Trust Deed Notes – A Brief Note
A trust deed or a deed of trust is an intangible instrument of security. It has the qualities of a basic mortgage. The trust deed will declare that until the borrower pays back the debt, the borrower will be entitled to an equitable title alone. The legal title to the property will be transferred to the trustee.
Trust deeds are of two types:
Secured notes: These are backed by collateral, meaning the lender is given assurance in the form return and interest via the deeds of trust.
Unsecured notes: As expected, is not backed by collateral. Unsecured notes are mostly reserved for known acquaintances.
Trust deed investing is investing in loans that are secured by properties. Most trust deed investing is undertaken for short term maturity (usually under 5 years) when investing in trusted real estate investors.
What makes trust deed investing a good option?

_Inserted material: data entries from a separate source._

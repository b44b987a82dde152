//! Wizard store port.
//!
//! Holds in-progress quote wizards between HTTP requests. Wizards live only
//! for the visitor's session; nothing here is meant to be durable.
//!
//! # Design
//!
//! - **Atomic read-modify-write**: `update` applies a mutation with no other
//!   write to the same wizard in between, so guards such as "one pending
//!   submission" hold across concurrent requests
//! - **Idle eviction**: abandoned wizards are dropped by `remove_idle`

use async_trait::async_trait;

use crate::domain::foundation::{DomainError, Timestamp, WizardId};
use crate::domain::quote::QuoteWizard;

/// Mutation applied by [`WizardStore::update`].
pub type WizardUpdate<'a> = Box<dyn FnOnce(&mut QuoteWizard) + Send + 'a>;

#[async_trait]
pub trait WizardStore: Send + Sync {
    /// Insert or overwrite a wizard.
    async fn save(&self, wizard: &QuoteWizard) -> Result<(), DomainError>;

    /// Find a wizard by id.
    ///
    /// Returns `None` if not found.
    async fn find(&self, id: WizardId) -> Result<Option<QuoteWizard>, DomainError>;

    /// Apply `apply` to the stored wizard and keep the result.
    ///
    /// The mutated wizard is stored even when the domain operation inside
    /// `apply` reported an error, so recorded field errors survive.
    ///
    /// Returns the updated wizard, or `None` if the id is unknown (in which
    /// case `apply` is not called).
    async fn update<'a>(
        &self,
        id: WizardId,
        apply: WizardUpdate<'a>,
    ) -> Result<Option<QuoteWizard>, DomainError>;

    /// Remove a wizard. Removing an unknown id is not an error.
    async fn remove(&self, id: WizardId) -> Result<(), DomainError>;

    /// Remove every wizard last touched before `cutoff`.
    ///
    /// Returns how many were removed.
    async fn remove_idle(&self, cutoff: Timestamp) -> Result<usize, DomainError>;
}
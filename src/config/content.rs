//! Content seeding configuration

use serde::Deserialize;
use std::path::{Path, PathBuf};

use super::error::ValidationError;

/// Content configuration
#[derive(Debug, Clone, Default, Deserialize)]
pub struct ContentConfig {
    /// YAML manifest loaded into the content store at startup
    pub seed_path: Option<PathBuf>,
}

impl ContentConfig {
    pub fn seed_path(&self) -> Option<&Path> {
        self.seed_path.as_deref()
    }

    pub fn validate(&self) -> Result<(), ValidationError> {
        match &self.seed_path {
            Some(path) if !path.is_file() => Err(ValidationError::SeedFileNotFound(
                path.display().to_string(),
            )),
            _ => Ok(()),
        }
    }
}

#[cfg(test)]
mod tests {
    use super::*;
    use tempfile::NamedTempFile;

    #[test]
    fn no_seed_path_is_valid() {
        assert!(ContentConfig::default().validate().is_ok());
    }

    #[test]
    fn existing_seed_file_is_valid() {
        let file = NamedTempFile::new().unwrap();
        let config = ContentConfig {
            seed_path: Some(file.path().to_path_buf()),
        };
        assert!(config.validate().is_ok());
    }

    #[test]
    fn missing_seed_file_is_reported() {
        let config = ContentConfig {
            seed_path: Some(PathBuf::from("/nonexistent/seed.yaml")),
        };
        assert_eq!(
            config.validate(),
            Err(ValidationError::SeedFileNotFound("/nonexistent/seed.yaml".into()))
        );
    }
}
//! HTTP routes for content endpoints.

use axum::{routing::get, Router};

use super::handlers::{get_content, list_content, ContentHandlers};

/// Creates the content router, mounted under `/api/content`.
pub fn content_routes(handlers: ContentHandlers) -> Router {
    Router::new()
        .route("/:collection", get(list_content))
        .route("/:collection/:slug", get(get_content))
        .with_state(handlers)
}
//! HTTP adapters - REST API implementations.
//!
//! Each area has its own HTTP adapter; `api_router` assembles them with the
//! shared tower-http layers.

pub mod content;
pub mod error;
pub mod quote;

pub use content::{content_routes, ContentHandlers};
pub use error::ErrorResponse;
pub use quote::{quote_routes, QuoteHandlers};

use axum::{routing::get, Json, Router};
use http::{HeaderValue, Method};
use serde_json::{json, Value};
use tower_http::cors::{AllowOrigin, CorsLayer};
use tower_http::timeout::TimeoutLayer;
use tower_http::trace::TraceLayer;

use crate::config::ServerConfig;

/// GET /health
pub async fn health() -> Json<Value> {
    Json(json!({ "status": "ok", "version": env!("CARGO_PKG_VERSION") }))
}

/// Builds the full application router.
pub fn api_router(quote: QuoteHandlers, content: ContentHandlers, server: &ServerConfig) -> Router {
    Router::new()
        .route("/health", get(health))
        .nest("/api/quote", quote_routes(quote))
        .nest("/api/content", content_routes(content))
        .layer(TimeoutLayer::new(server.request_timeout()))
        .layer(TraceLayer::new_for_http())
        .layer(cors_layer(&server.cors_origins_list()))
}

/// Browser access for the marketing site. Origins that are not valid
/// header values are skipped with a warning.
fn cors_layer(origins: &[String]) -> CorsLayer {
    let allowed: Vec<HeaderValue> = origins
        .iter()
        .filter_map(|origin| match HeaderValue::from_str(origin) {
            Ok(value) => Some(value),
            Err(_) => {
                tracing::warn!(origin = %origin, "Ignoring invalid CORS origin");
                None
            }
        })
        .collect();

    CorsLayer::new()
        .allow_origin(AllowOrigin::list(allowed))
        .allow_methods([Method::GET, Method::POST, Method::PUT, Method::DELETE])
        .allow_headers([http::header::CONTENT_TYPE])
}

The number one factor that drives trust deed investing is the high interest rate with almost no risk. Trust deed investors get their top single-digit returns monthly. Returns over 8% are not uncommon in trust deed investing.

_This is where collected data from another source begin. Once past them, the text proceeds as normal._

//! Elevation Quote server entry point.
//!
//! Loads configuration, seeds content when a manifest is configured, then
//! serves the quote and content APIs until Ctrl-C. A background task evicts
//! idle wizards while the server runs.

use std::sync::Arc;
use std::time::Duration;

use tokio::net::TcpListener;
use tokio::sync::watch;
use tracing_subscriber::EnvFilter;

use elevation_quote::adapters::http::{api_router, ContentHandlers, QuoteHandlers};
use elevation_quote::adapters::{dispatcher_from_config, InMemoryContentStore, InMemoryWizardStore};
use elevation_quote::application::{EvictIdleWizardsHandler, SeedContentHandler};
use elevation_quote::config::AppConfig;
use elevation_quote::ports::{ContentStore, WizardStore};

#[tokio::main]
async fn main() -> Result<(), Box<dyn std::error::Error>> {
    let config = AppConfig::load()?;

    init_tracing(&config);
    config.validate()?;

    tracing::info!(
        environment = ?config.server.environment,
        intake_mode = ?config.intake.mode,
        "Elevation Quote starting"
    );

    let wizards: Arc<dyn WizardStore> = Arc::new(InMemoryWizardStore::new());
    let content: Arc<dyn ContentStore> = Arc::new(InMemoryContentStore::new());
    let dispatcher = dispatcher_from_config(&config.intake)?;

    if let Some(path) = config.content.seed_path() {
        SeedContentHandler::new(content.clone()).seed_file(path).await?;
    }

    let (shutdown_tx, shutdown_rx) = watch::channel(false);
    let sweeper = tokio::spawn(idle_wizard_sweeper(
        EvictIdleWizardsHandler::new(wizards.clone(), config.server.wizard_idle_ttl()),
        shutdown_rx,
    ));

    let app = api_router(
        QuoteHandlers::new(wizards, dispatcher),
        ContentHandlers::new(content),
        &config.server,
    );

    let addr = config.server.socket_addr()?;
    let listener = TcpListener::bind(addr).await?;
    tracing::info!(addr = %addr, "Listening");

    axum::serve(listener, app)
        .with_graceful_shutdown(shutdown_signal())
        .await?;

    let _ = shutdown_tx.send(true);
    if let Err(e) = sweeper.await {
        tracing::warn!(error = %e, "Idle wizard sweeper did not stop cleanly");
    }

    tracing::info!("Elevation Quote stopped");
    Ok(())
}

/// `RUST_LOG` wins over the configured filter; production logs are JSON.
fn init_tracing(config: &AppConfig) {
    let filter = EnvFilter::try_from_default_env()
        .unwrap_or_else(|_| EnvFilter::new(&config.server.log_level));

    let builder = tracing_subscriber::fmt().with_env_filter(filter);
    if config.is_production() {
        builder.json().init();
    } else {
        builder.init();
    }
}

/// Sweeps at a tenth of the TTL, at most once a minute.
async fn idle_wizard_sweeper(handler: EvictIdleWizardsHandler, mut shutdown: watch::Receiver<bool>) {
    let period = (handler.idle_ttl() / 10).clamp(Duration::from_secs(1), Duration::from_secs(60));
    let mut interval = tokio::time::interval(period);
    tracing::debug!(period_secs = period.as_secs(), "Idle wizard sweeper started");

    loop {
        tokio::select! {
            _ = interval.tick() => {
                if let Err(e) = handler.handle().await {
                    tracing::warn!(error = %e, "Idle wizard sweep failed");
                }
            }
            _ = shutdown.changed() => {
                tracing::debug!("Idle wizard sweeper shutting down");
                return;
            }
        }
    }
}

async fn shutdown_signal() {
    if let Err(e) = tokio::signal::ctrl_c().await {
        tracing::warn!(error = %e, "Failed to listen for shutdown signal");
        std::future::pending::<()>().await;
    }
}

The setback for this policy is that it is not liquid. Investments have to run their tenure or until the borrower has paid the loan back or when there is default, until the property is foreclosed and sold.
In the eventuality of the payment default by the borrower, the property in concern cannot be sold for more than the amount transacted for.
Trust deeds investments, backed by a promissory note that defines the amount and terms of the loan and high rates, are a relatively safe option for investments in real estate.